--- ENTRIES SHOWN ---

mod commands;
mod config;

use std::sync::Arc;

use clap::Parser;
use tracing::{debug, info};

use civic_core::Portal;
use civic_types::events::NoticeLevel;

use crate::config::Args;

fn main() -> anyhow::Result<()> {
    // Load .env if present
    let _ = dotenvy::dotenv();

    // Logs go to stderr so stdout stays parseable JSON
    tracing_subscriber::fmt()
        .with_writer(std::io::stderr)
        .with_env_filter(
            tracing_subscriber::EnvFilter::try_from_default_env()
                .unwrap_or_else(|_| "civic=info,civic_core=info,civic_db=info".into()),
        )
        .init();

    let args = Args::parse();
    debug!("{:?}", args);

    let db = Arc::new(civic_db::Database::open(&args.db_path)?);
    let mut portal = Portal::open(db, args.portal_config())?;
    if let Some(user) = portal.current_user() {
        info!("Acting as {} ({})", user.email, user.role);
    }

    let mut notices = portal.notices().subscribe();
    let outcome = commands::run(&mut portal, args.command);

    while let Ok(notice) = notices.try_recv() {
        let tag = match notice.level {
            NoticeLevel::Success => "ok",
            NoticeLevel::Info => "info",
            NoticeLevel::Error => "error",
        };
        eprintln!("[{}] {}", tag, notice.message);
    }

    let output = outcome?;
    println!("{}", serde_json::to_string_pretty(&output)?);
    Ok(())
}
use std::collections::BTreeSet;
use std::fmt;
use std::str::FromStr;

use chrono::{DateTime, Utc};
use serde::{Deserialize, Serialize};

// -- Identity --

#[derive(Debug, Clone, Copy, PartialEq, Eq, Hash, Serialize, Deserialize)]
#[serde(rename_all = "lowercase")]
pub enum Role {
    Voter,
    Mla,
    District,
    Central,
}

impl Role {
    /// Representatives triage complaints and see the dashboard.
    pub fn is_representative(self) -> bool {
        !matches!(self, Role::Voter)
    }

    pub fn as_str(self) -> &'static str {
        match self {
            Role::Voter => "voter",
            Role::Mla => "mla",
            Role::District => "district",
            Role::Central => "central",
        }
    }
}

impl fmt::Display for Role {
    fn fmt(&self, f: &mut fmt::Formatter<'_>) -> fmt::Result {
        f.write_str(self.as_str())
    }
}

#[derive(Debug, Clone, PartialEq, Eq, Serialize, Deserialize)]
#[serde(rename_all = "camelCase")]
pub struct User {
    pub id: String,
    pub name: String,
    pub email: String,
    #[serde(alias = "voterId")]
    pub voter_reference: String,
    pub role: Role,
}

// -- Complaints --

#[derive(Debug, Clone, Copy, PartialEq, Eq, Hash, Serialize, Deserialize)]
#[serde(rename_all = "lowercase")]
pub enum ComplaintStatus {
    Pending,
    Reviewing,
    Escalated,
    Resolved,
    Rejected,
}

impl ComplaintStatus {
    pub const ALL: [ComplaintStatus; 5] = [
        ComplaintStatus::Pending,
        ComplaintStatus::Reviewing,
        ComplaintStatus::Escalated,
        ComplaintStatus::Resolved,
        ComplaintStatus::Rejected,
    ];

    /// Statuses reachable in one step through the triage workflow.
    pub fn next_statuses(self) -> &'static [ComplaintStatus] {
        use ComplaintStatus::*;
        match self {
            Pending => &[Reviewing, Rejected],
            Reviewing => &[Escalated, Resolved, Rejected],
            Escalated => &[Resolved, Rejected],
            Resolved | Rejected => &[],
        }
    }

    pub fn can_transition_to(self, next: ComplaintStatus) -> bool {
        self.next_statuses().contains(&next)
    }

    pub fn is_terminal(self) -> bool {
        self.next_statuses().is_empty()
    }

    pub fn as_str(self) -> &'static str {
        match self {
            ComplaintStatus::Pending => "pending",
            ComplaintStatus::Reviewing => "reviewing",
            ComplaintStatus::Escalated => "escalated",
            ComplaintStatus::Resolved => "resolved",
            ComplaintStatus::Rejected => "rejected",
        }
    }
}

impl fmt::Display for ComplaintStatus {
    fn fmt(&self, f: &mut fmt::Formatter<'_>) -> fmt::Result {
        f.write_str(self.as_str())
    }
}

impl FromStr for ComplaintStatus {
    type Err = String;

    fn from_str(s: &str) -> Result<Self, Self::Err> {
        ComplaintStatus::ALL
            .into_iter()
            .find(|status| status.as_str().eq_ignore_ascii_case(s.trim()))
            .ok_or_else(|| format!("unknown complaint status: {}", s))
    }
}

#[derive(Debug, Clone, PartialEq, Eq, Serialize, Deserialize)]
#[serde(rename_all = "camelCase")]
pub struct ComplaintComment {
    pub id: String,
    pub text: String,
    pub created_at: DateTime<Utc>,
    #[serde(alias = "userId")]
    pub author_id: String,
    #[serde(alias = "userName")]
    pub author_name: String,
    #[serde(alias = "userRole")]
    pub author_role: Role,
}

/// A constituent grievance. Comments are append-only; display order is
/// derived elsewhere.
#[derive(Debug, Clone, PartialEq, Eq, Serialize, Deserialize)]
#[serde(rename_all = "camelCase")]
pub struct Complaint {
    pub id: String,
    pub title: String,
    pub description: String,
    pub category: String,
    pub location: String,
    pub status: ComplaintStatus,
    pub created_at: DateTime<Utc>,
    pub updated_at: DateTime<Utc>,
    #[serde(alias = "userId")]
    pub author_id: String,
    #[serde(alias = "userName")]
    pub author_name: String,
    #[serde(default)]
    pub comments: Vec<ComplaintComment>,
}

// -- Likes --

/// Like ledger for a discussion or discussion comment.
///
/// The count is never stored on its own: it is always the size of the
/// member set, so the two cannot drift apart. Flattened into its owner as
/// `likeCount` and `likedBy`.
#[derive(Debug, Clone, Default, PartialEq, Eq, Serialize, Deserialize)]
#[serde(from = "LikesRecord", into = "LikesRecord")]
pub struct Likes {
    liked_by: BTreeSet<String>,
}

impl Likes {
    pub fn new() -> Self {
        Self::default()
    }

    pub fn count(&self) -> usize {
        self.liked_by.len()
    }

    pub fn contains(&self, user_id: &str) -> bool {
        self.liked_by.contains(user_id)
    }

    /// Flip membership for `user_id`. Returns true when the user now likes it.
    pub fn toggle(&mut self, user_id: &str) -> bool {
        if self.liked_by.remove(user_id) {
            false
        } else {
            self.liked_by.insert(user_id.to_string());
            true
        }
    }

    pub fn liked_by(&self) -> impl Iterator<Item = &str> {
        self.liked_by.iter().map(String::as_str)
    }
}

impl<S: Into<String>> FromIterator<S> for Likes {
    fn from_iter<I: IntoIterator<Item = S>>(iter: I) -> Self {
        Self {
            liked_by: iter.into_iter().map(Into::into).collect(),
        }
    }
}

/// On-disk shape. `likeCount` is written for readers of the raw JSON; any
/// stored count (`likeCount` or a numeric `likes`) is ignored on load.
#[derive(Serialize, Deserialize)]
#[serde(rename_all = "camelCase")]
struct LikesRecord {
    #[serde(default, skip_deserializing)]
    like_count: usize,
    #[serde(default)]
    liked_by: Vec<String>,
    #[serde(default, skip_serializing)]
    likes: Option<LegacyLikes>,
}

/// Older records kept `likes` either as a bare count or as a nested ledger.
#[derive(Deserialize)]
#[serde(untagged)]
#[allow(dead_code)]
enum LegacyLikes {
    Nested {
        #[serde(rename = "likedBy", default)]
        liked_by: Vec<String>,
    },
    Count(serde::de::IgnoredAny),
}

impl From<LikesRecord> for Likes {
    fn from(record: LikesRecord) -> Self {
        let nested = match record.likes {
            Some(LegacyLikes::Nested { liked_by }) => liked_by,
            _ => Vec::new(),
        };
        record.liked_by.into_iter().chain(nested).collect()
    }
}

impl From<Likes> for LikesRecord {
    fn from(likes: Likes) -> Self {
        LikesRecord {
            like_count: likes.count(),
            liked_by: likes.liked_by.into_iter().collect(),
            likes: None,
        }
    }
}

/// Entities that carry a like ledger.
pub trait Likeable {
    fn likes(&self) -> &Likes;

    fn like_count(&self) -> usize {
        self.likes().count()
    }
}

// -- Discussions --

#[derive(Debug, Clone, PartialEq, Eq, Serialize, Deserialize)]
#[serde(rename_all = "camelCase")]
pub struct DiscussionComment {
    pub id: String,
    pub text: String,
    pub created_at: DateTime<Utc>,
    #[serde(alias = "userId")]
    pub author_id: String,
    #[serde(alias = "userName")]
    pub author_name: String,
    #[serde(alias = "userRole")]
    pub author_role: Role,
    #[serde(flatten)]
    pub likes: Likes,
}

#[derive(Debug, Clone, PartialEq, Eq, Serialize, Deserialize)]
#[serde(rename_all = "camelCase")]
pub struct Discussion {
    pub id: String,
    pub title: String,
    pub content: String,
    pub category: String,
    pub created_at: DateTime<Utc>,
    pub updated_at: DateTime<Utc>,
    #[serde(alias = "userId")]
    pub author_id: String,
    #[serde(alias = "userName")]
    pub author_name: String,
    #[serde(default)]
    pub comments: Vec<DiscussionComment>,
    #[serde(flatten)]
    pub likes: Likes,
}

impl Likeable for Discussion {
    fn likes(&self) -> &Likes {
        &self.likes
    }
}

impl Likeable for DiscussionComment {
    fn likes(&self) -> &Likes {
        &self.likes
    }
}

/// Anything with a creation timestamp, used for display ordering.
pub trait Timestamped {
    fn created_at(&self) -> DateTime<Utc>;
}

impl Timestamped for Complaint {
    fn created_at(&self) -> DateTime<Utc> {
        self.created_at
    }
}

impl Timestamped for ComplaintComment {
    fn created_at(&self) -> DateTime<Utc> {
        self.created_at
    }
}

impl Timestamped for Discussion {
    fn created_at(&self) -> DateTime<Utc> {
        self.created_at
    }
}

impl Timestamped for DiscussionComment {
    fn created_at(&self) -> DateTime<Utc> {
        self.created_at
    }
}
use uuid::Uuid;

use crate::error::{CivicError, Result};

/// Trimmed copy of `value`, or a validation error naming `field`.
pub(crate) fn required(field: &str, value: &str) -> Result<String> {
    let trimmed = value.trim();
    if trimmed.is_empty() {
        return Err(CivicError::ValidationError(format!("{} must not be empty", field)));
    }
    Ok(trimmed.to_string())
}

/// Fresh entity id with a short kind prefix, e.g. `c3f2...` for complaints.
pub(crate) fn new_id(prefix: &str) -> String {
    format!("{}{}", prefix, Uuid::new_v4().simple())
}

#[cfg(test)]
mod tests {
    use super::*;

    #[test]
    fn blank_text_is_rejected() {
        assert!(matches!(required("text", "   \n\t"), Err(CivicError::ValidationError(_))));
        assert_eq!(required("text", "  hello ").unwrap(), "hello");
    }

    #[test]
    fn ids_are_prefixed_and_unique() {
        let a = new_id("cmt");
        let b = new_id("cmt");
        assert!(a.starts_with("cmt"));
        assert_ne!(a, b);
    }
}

---

## REQUIRED WORK:
Write out, word for word, the line containing "Fresh entity id" and all the lines after it in the entries above, and nothing more.

## RESPONSE:
/// Fresh entity id with a short kind prefix, e.g. `c3f2...` for complaints.
pub(crate) fn new_id(prefix: &str) -> String {
    format!("{}{}", prefix, Uuid::new_v4().simple())
}

#[cfg(test)]
mod tests {
    use super::*;

    #[test]
    fn blank_text_is_rejected() {
        assert!(matches!(required("text", "   \n\t"), Err(CivicError::ValidationError(_))));
        assert_eq!(required("text", "  hello ").unwrap(), "hello");
    }

    #[test]
    fn ids_are_prefixed_and_unique() {
        let a = new_id("cmt");
        let b = new_id("cmt");
        assert!(a.starts_with("cmt"));
        assert_ne!(a, b);
    }
}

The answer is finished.